## THE RECORDS
********

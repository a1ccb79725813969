//! Response testing and assertions.
//!
//! This module provides types for defining expectations on HTTP responses
//! and collecting the outcome of evaluating them.

use serde::{Deserialize, Serialize};

/// A test assertion to run against a response.
#[derive(Debug, Clone, Serialize, Deserialize, PartialEq)]
#[serde(tag = "type", rename_all = "snake_case")]
pub enum Assertion {
    /// Check response status code.
    StatusCode {
        /// Expected status code or range.
        expected: StatusExpectation,
    },
    /// Check response time.
    ResponseTime {
        /// Maximum allowed time in milliseconds.
        max_ms: u64,
    },
    /// Check header exists and optionally its value.
    HeaderExists {
        /// Header name (case-insensitive).
        name: String,
        /// Optional expected value.
        value: Option<String>,
    },
    /// Check JSON path is defined and optionally equals a value.
    ///
    /// Without an expected value, a path that resolves to `null` counts as
    /// undefined. With one, equality is strict JSON equality.
    JsonPath {
        /// JSONPath expression (e.g., "$.data.id").
        path: String,
        /// Expected value (as JSON).
        expected: Option<serde_json::Value>,
    },
    /// Check body is valid JSON.
    IsJson,
    /// Check content type.
    ContentType {
        /// Expected content type (partial match).
        expected: String,
    },
}

impl Assertion {
    /// Status code must equal `code`.
    #[must_use]
    pub const fn status(code: u16) -> Self {
        Self::StatusCode {
            expected: StatusExpectation::Exact(code),
        }
    }

    /// JSON path must resolve to a non-null value.
    #[must_use]
    pub fn json_defined(path: impl Into<String>) -> Self {
        Self::JsonPath {
            path: path.into(),
            expected: None,
        }
    }

    /// JSON path must equal `expected` exactly.
    #[must_use]
    pub fn json_equals(path: impl Into<String>, expected: serde_json::Value) -> Self {
        Self::JsonPath {
            path: path.into(),
            expected: Some(expected),
        }
    }

    /// Get a human-readable description of this assertion.
    #[must_use]
    pub fn description(&self) -> String {
        match self {
            Self::StatusCode { expected } => format!("Status code {}", expected.description()),
            Self::ResponseTime { max_ms } => format!("Response time <= {max_ms}ms"),
            Self::HeaderExists {
                name,
                value: Some(v),
            } => format!("Header '{name}' equals '{v}'"),
            Self::HeaderExists { name, value: None } => format!("Header '{name}' exists"),
            Self::JsonPath {
                path,
                expected: Some(v),
            } => format!("JSON {path} equals {v}"),
            Self::JsonPath {
                path,
                expected: None,
            } => format!("JSON {path} is defined"),
            Self::IsJson => "Body is valid JSON".to_string(),
            Self::ContentType { expected } => format!("Content-Type contains '{expected}'"),
        }
    }
}

/// Expected status code value or range.
#[derive(Debug, Clone, Serialize, Deserialize, PartialEq, Eq)]
#[serde(untagged)]
pub enum StatusExpectation {
    /// Exact status code.
    Exact(u16),
    /// Range of status codes (e.g., 200-299).
    Range {
        /// Minimum status code (inclusive).
        min: u16,
        /// Maximum status code (inclusive).
        max: u16,
    },
}

impl StatusExpectation {
    /// Check if a status code matches this expectation.
    #[must_use]
    pub const fn matches(&self, status: u16) -> bool {
        match self {
            Self::Exact(expected) => status == *expected,
            Self::Range { min, max } => status >= *min && status <= *max,
        }
    }

    /// Get description of the expectation.
    #[must_use]
    pub fn description(&self) -> String {
        match self {
            Self::Exact(code) => format!("= {code}"),
            Self::Range { min, max } => format!("in {min}-{max}"),
        }
    }

    /// Create a "success" expectation (200-299).
    #[must_use]
    pub const fn success() -> Self {
        Self::Range { min: 200, max: 299 }
    }
}

impl Default for StatusExpectation {
    fn default() -> Self {
        Self::success()
    }
}

/// Result of running a single assertion.
#[derive(Debug, Clone, Serialize, Deserialize, PartialEq)]
pub struct AssertionResult {
    /// The assertion that was run.
    pub assertion: Assertion,
    /// Whether the assertion passed.
    pub passed: bool,
    /// Actual value found (for display).
    pub actual: Option<String>,
    /// Error message if failed.
    pub error: Option<String>,
}

impl AssertionResult {
    /// Create a passed result.
    #[must_use]
    pub const fn pass(assertion: Assertion) -> Self {
        Self {
            assertion,
            passed: true,
            actual: None,
            error: None,
        }
    }

    /// Create a passed result with actual value.
    #[must_use]
    pub fn pass_with_value(assertion: Assertion, actual: impl Into<String>) -> Self {
        Self {
            assertion,
            passed: true,
            actual: Some(actual.into()),
            error: None,
        }
    }

    /// Create a failed result.
    #[must_use]
    pub fn fail(assertion: Assertion, error: impl Into<String>) -> Self {
        Self {
            assertion,
            passed: false,
            actual: None,
            error: Some(error.into()),
        }
    }

    /// Create a failed result with actual value.
    #[must_use]
    pub fn fail_with_value(
        assertion: Assertion,
        actual: impl Into<String>,
        error: impl Into<String>,
    ) -> Self {
        Self {
            assertion,
            passed: false,
            actual: Some(actual.into()),
            error: Some(error.into()),
        }
    }
}

/// A test suite containing multiple assertions.
#[derive(Debug, Clone, Serialize, Deserialize, Default, PartialEq)]
pub struct TestSuite {
    /// Test suite name.
    pub name: String,
    /// Assertions to run.
    #[serde(default)]
    pub assertions: Vec<Assertion>,
    /// Whether to stop on first failure.
    #[serde(default)]
    pub stop_on_failure: bool,
}

impl TestSuite {
    /// Create a new empty test suite.
    #[must_use]
    pub fn new(name: impl Into<String>) -> Self {
        Self {
            name: name.into(),
            assertions: Vec::new(),
            stop_on_failure: false,
        }
    }

    /// Add an assertion (builder pattern).
    #[must_use]
    pub fn with_assertion(mut self, assertion: Assertion) -> Self {
        self.assertions.push(assertion);
        self
    }

    /// Check if the suite is empty.
    #[must_use]
    pub fn is_empty(&self) -> bool {
        self.assertions.is_empty()
    }

    /// Get the number of assertions.
    #[must_use]
    pub fn len(&self) -> usize {
        self.assertions.len()
    }
}

/// Results from running a test suite.
#[derive(Debug, Clone, Serialize, Deserialize, PartialEq)]
pub struct TestResults {
    /// Test suite that was run.
    pub suite_name: String,
    /// Individual assertion results.
    pub results: Vec<AssertionResult>,
    /// Total number of assertions.
    pub total: usize,
    /// Number of passed assertions.
    pub passed: usize,
    /// Number of failed assertions.
    pub failed: usize,
}

impl TestResults {
    /// Create new test results.
    #[must_use]
    pub fn new(suite_name: impl Into<String>, results: Vec<AssertionResult>) -> Self {
        let total = results.len();
        let passed = results.iter().filter(|r| r.passed).count();
        let failed = total - passed;

        Self {
            suite_name: suite_name.into(),
            results,
            total,
            passed,
            failed,
        }
    }

    /// Empty results for a suite that never ran.
    #[must_use]
    pub fn empty(suite_name: impl Into<String>) -> Self {
        Self::new(suite_name, Vec::new())
    }

    /// Check if all tests passed.
    #[must_use]
    pub const fn all_passed(&self) -> bool {
        self.failed == 0
    }

    /// Iterates over failed assertion results.
    pub fn failures(&self) -> impl Iterator<Item = &AssertionResult> {
        self.results.iter().filter(|r| !r.passed)
    }
}

#[cfg(test)]
mod tests {
    use super::*;
    use pretty_assertions::assert_eq;

    #[test]
    fn test_status_expectation_exact() {
        let exp = StatusExpectation::Exact(201);
        assert!(exp.matches(201));
        assert!(!exp.matches(200));
    }

    #[test]
    fn test_status_expectation_range() {
        let exp = StatusExpectation::success();
        assert!(exp.matches(200));
        assert!(exp.matches(299));
        assert!(!exp.matches(300));
        assert!(!exp.matches(199));
    }

    #[test]
    fn test_assertion_description() {
        assert_eq!(Assertion::status(201).description(), "Status code = 201");
        assert_eq!(
            Assertion::json_defined("$.id").description(),
            "JSON $.id is defined"
        );
        assert_eq!(
            Assertion::json_equals("$.id", serde_json::json!("21")).description(),
            "JSON $.id equals \"21\""
        );
    }

    #[test]
    fn test_assertion_serde_tag() {
        let json = serde_json::to_value(Assertion::status(200)).unwrap_or_default();
        assert_eq!(json, serde_json::json!({"type": "status_code", "expected": 200}));
    }

    #[test]
    fn test_test_suite_builder() {
        let suite = TestSuite::new("create user")
            .with_assertion(Assertion::status(201))
            .with_assertion(Assertion::json_defined("$.id"));

        assert_eq!(suite.name, "create user");
        assert_eq!(suite.len(), 2);
        assert!(!suite.is_empty());
    }

    #[test]
    fn test_test_results() {
        let results = vec![
            AssertionResult::pass(Assertion::status(200)),
            AssertionResult::fail(Assertion::IsJson, "Invalid JSON"),
        ];

        let test_results = TestResults::new("Suite", results);
        assert_eq!(test_results.total, 2);
        assert_eq!(test_results.passed, 1);
        assert_eq!(test_results.failed, 1);
        assert!(!test_results.all_passed());
        assert_eq!(test_results.failures().count(), 1);
        assert!(TestResults::empty("none").all_passed());
    }
}
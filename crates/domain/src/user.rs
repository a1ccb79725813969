//! User fixture and identifier types.
//!
//! The identifier returned by the users API is opaque: depending on the
//! deployment it may be a JSON number or a JSON string. `ResourceId` keeps the
//! exact JSON representation so that comparisons never coerce between the two.

use std::fmt;

use serde::{Deserialize, Serialize};
use serde_json::{Number, Value};

use crate::error::{DomainError, DomainResult};
use crate::response::ResponseSpec;

/// Body of the create-user request.
#[derive(Debug, Clone, PartialEq, Eq, Serialize, Deserialize)]
pub struct UserInput {
    /// Login name.
    pub username: String,
    /// Contact address.
    pub email: String,
    /// Plaintext password, sent as-is to the sandbox API.
    pub password: String,
}

impl UserInput {
    /// Creates a new user input.
    #[must_use]
    pub fn new(
        username: impl Into<String>,
        email: impl Into<String>,
        password: impl Into<String>,
    ) -> Self {
        Self {
            username: username.into(),
            email: email.into(),
            password: password.into(),
        }
    }

    /// The canonical fixture used against the public sandbox API.
    #[must_use]
    pub fn fixture() -> Self {
        Self::new("cleber.santos", "cleber@teste.com.br", "Teste123")
    }
}

/// Opaque identifier assigned by the external API.
#[derive(Debug, Clone, PartialEq, Eq, Serialize, Deserialize)]
#[serde(untagged)]
pub enum ResourceId {
    /// Numeric identifier, e.g. `21`.
    Number(Number),
    /// String identifier, e.g. `"64b1f0c2"`.
    Text(String),
}

impl ResourceId {
    /// Interprets a JSON value as an identifier.
    ///
    /// # Errors
    ///
    /// Returns `DomainError::InvalidIdentifier` for `null` and for any value
    /// that is neither a string nor a number.
    pub fn from_json(value: &Value) -> DomainResult<Self> {
        match value {
            Value::Number(n) => Ok(Self::Number(n.clone())),
            Value::String(s) => Ok(Self::Text(s.clone())),
            Value::Null => Err(DomainError::InvalidIdentifier(
                "identifier is null".to_string(),
            )),
            other => Err(DomainError::InvalidIdentifier(format!(
                "unsupported identifier type: {other}"
            ))),
        }
    }

    /// Reads the top-level `id` field of a JSON response body.
    ///
    /// # Errors
    ///
    /// Returns `DomainError::InvalidIdentifier` if the body is not JSON, has no
    /// `id` field, or the field is not a usable identifier.
    pub fn from_body(response: &ResponseSpec) -> DomainResult<Self> {
        let body = response
            .json()
            .map_err(|e| DomainError::InvalidIdentifier(format!("body is not JSON: {e}")))?;
        let id = body.get("id").ok_or_else(|| {
            DomainError::InvalidIdentifier("response body has no 'id' field".to_string())
        })?;
        Self::from_json(id)
    }

    /// Returns the identifier as JSON.
    #[must_use]
    pub fn to_json(&self) -> Value {
        match self {
            Self::Number(n) => Value::Number(n.clone()),
            Self::Text(s) => Value::String(s.clone()),
        }
    }

    /// Returns the textual form used as a URL path segment (not yet encoded).
    #[must_use]
    pub fn path_segment(&self) -> String {
        match self {
            Self::Number(n) => n.to_string(),
            Self::Text(s) => s.clone(),
        }
    }
}

impl fmt::Display for ResourceId {
    // JSON form, so 21 and "21" stay distinguishable in reports.
    fn fmt(&self, f: &mut fmt::Formatter<'_>) -> fmt::Result {
        write!(f, "{}", self.to_json())
    }
}

impl From<u64> for ResourceId {
    fn from(value: u64) -> Self {
        Self::Number(value.into())
    }
}

impl From<&str> for ResourceId {
    fn from(value: &str) -> Self {
        Self::Text(value.to_string())
    }
}

impl From<String> for ResourceId {
    fn from(value: String) -> Self {
        Self::Text(value)
    }
}

/// What the create step observed.
#[derive(Debug, Clone, PartialEq, Eq)]
pub struct CreateResponse {
    /// HTTP status code.
    pub status: u16,
    /// Identifier in the body, if one was present and usable.
    pub id: Option<ResourceId>,
}

impl CreateResponse {
    /// Extracts the create-step view of an HTTP response.
    #[must_use]
    pub fn from_response(response: &ResponseSpec) -> Self {
        Self {
            status: response.status,
            id: ResourceId::from_body(response).ok(),
        }
    }
}

/// What the verify step observed.
#[derive(Debug, Clone, PartialEq, Eq)]
pub struct FetchResponse {
    /// HTTP status code.
    pub status: u16,
    /// Identifier in the body, if one was present and usable.
    pub id: Option<ResourceId>,
}

impl FetchResponse {
    /// Extracts the verify-step view of an HTTP response.
    #[must_use]
    pub fn from_response(response: &ResponseSpec) -> Self {
        Self {
            status: response.status,
            id: ResourceId::from_body(response).ok(),
        }
    }

    /// Returns true if the fetched identifier equals `expected` exactly.
    #[must_use]
    pub fn matches(&self, expected: &ResourceId) -> bool {
        self.id.as_ref() == Some(expected)
    }
}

********

## WHAT THIS TASK INVOLVES
Show the lines of the material that contain the word "DomainResult".

## RESPONSE TO THE EXERCISE
use crate::error::{DomainError, DomainResult};
    pub fn from_json(value: &Value) -> DomainResult<Self> {
    pub fn from_body(response: &ResponseSpec) -> DomainResult<Self> {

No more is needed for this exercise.